Email This Story Email This Story

Students incur loans as quick college fix

April 27, 2005

By Katie Hornstrom

Reporter

College students are facing the rising costs of education, and, for many, student loans are the answer.

"The issue of incurring debt while in school is a fairly new phenomenon in American education," Dr. Kent Gilbreath, professor of economics, said.

College debt was a foreign concept 40 years ago. Most students had jobs that could pay for their education. The federal government then created programs to help low-income students afford college. According to Gilbreath, as borrowing money for school became easier, universities became "less reluctant" to raise tuition and pass on the increasing high cost of education to students.

Debt
Courtney Dunn l Lariat staff
Marcos Del Hierro-Delgadillo, a senior from El Paso, talks with Jerry Bayer, a counselor in the Office of Academic Scholarships and Financial Aid at Clifton Robinson Tower on Monday.
"In many cases, middle class families cannot manage a pay-as-you-go experience for their children in college," Gilbreath said.

Almost every student now receives some sort of aid for school, whether through loans or other assistance.

"I had to take out loans for living expenses, books, student fees, all the little things you pay for in college, even though I didn't get charged for tuition," Alexia Geary, a Baylor graduate, said.

Many universities use the Free Application for Federal Student Aid, or FAFSA, for financial information to consider aid for the students.
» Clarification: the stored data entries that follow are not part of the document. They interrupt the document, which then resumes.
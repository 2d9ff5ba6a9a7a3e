use std::fmt;

use serde::{Deserialize, Serialize};
use serde_json::Value;

use crate::Table;

/// Relationships are unique by name within a table and direction.
pub trait Named {
    fn name(&self) -> &str;
}

/// Direction of a foreign-key-derived relationship.
#[derive(Clone, Copy, Debug, PartialEq, Eq)]
pub enum RelationshipKind {
    /// Many-to-one.
    Object,
    /// One-to-many.
    Array,
}

impl RelationshipKind {
    pub fn as_str(&self) -> &'static str {
        match self {
            RelationshipKind::Object => "object",
            RelationshipKind::Array => "array",
        }
    }
}

impl fmt::Display for RelationshipKind {
    fn fmt(&self, f: &mut fmt::Formatter<'_>) -> fmt::Result {
        f.write_str(self.as_str())
    }
}

// ---------------------------------------------------------------------------
// Foreign-key columns (object relationships)
// ---------------------------------------------------------------------------

/// Local foreign-key column(s) of an object relationship, as found on the wire.
///
/// The gateway accepts a bare column name or a list for composite keys, and
/// exports whatever shape was stored. Anything else (null, an object form,
/// a missing field) lands in `Other` rather than failing the decode.
#[derive(Clone, Debug, PartialEq, Serialize, Deserialize)]
#[serde(untagged)]
pub enum ForeignKeyColumns {
    Single(String),
    Composite(Vec<Value>),
    Other(Value),
}

impl Default for ForeignKeyColumns {
    fn default() -> Self {
        ForeignKeyColumns::Other(Value::Null)
    }
}

impl ForeignKeyColumns {
    pub fn single(column: impl Into<String>) -> Self {
        ForeignKeyColumns::Single(column.into())
    }

    pub fn composite<I, S>(columns: I) -> Self
    where
        I: IntoIterator<Item = S>,
        S: Into<String>,
    {
        ForeignKeyColumns::Composite(
            columns
                .into_iter()
                .map(|c| Value::String(c.into()))
                .collect(),
        )
    }

    /// Normalized column list.
    ///
    /// Non-string list elements are dropped and unrecognized shapes yield an
    /// empty list. A malformed value is forwarded as "no columns" and left for
    /// the gateway to reject.
    pub fn columns(&self) -> Vec<String> {
        match self {
            ForeignKeyColumns::Single(c) => vec![c.clone()],
            ForeignKeyColumns::Composite(items) => items
                .iter()
                .filter_map(|v| v.as_str().map(str::to_string))
                .collect(),
            ForeignKeyColumns::Other(_) => Vec::new(),
        }
    }
}

// ---------------------------------------------------------------------------
// Object relationships
// ---------------------------------------------------------------------------

#[derive(Clone, Debug, Default, PartialEq, Serialize, Deserialize)]
pub struct ObjectRelationshipUsing {
    #[serde(default)]
    pub foreign_key_constraint_on: ForeignKeyColumns,
}

/// Many-to-one relationship declared on the table holding the foreign key.
#[derive(Clone, Debug, PartialEq, Serialize, Deserialize)]
pub struct ObjectRelationship {
    pub name: String,
    #[serde(default)]
    pub using: ObjectRelationshipUsing,
}

impl ObjectRelationship {
    pub fn new(name: impl Into<String>, columns: ForeignKeyColumns) -> Self {
        Self {
            name: name.into(),
            using: ObjectRelationshipUsing {
                foreign_key_constraint_on: columns,
            },
        }
    }
}

impl Named for ObjectRelationship {
    fn name(&self) -> &str {
        &self.name
    }
}

// ---------------------------------------------------------------------------
// Array relationships
// ---------------------------------------------------------------------------

/// Foreign key on a remote table pointing back at this one.
#[derive(Clone, Debug, Default, PartialEq, Eq, Serialize, Deserialize)]
pub struct RemoteForeignKey {
    #[serde(default)]
    pub table: Table,
    #[serde(default)]
    pub columns: Vec<String>,
}

#[derive(Clone, Debug, Default, PartialEq, Eq, Serialize, Deserialize)]
pub struct ArrayRelationshipUsing {
    #[serde(default)]
    pub foreign_key_constraint_on: RemoteForeignKey,
}

/// One-to-many relationship declared on the referenced table.
#[derive(Clone, Debug, PartialEq, Eq, Serialize, Deserialize)]
pub struct ArrayRelationship {
    pub name: String,
    #[serde(default)]
    pub using: ArrayRelationshipUsing,
}

impl ArrayRelationship {
    pub fn new<I, S>(name: impl Into<String>, remote: Table, columns: I) -> Self
    where
        I: IntoIterator<Item = S>,
        S: Into<String>,
    {
        Self {
            name: name.into(),
            using: ArrayRelationshipUsing {
                foreign_key_constraint_on: RemoteForeignKey {
                    table: remote,
                    columns: columns.into_iter().map(Into::into).collect(),
                },
            },
        }
    }
}

impl Named for ArrayRelationship {
    fn name(&self) -> &str {
        &self.name
    }
}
According to Baylor's Office of Academic Scholarships and Financial Aid records, 53 percent of the students who graduated in the 2003-2004 school year had some kind of loan debt, and the average loan debt was about $27,200.

"We encourage all students to complete the FAFSA because we have other scholarships and aid available, but without the FAFSA we really don't know where [students] stand," Cliff Neel, assistant vice president and director of academic scholarships and financial aid, said.

Students should also be aware of where they spend their money.

Loan money must be repaid, and students sometimes get into the habit of spending money on items unrelated to school.

"This is not money for going out on spring break or purchasing big-screen TVs or things like that," Neel said.

Neel encourages students to borrow as little as possible and to buy things strictly for their education -- such as books, supplies or housing.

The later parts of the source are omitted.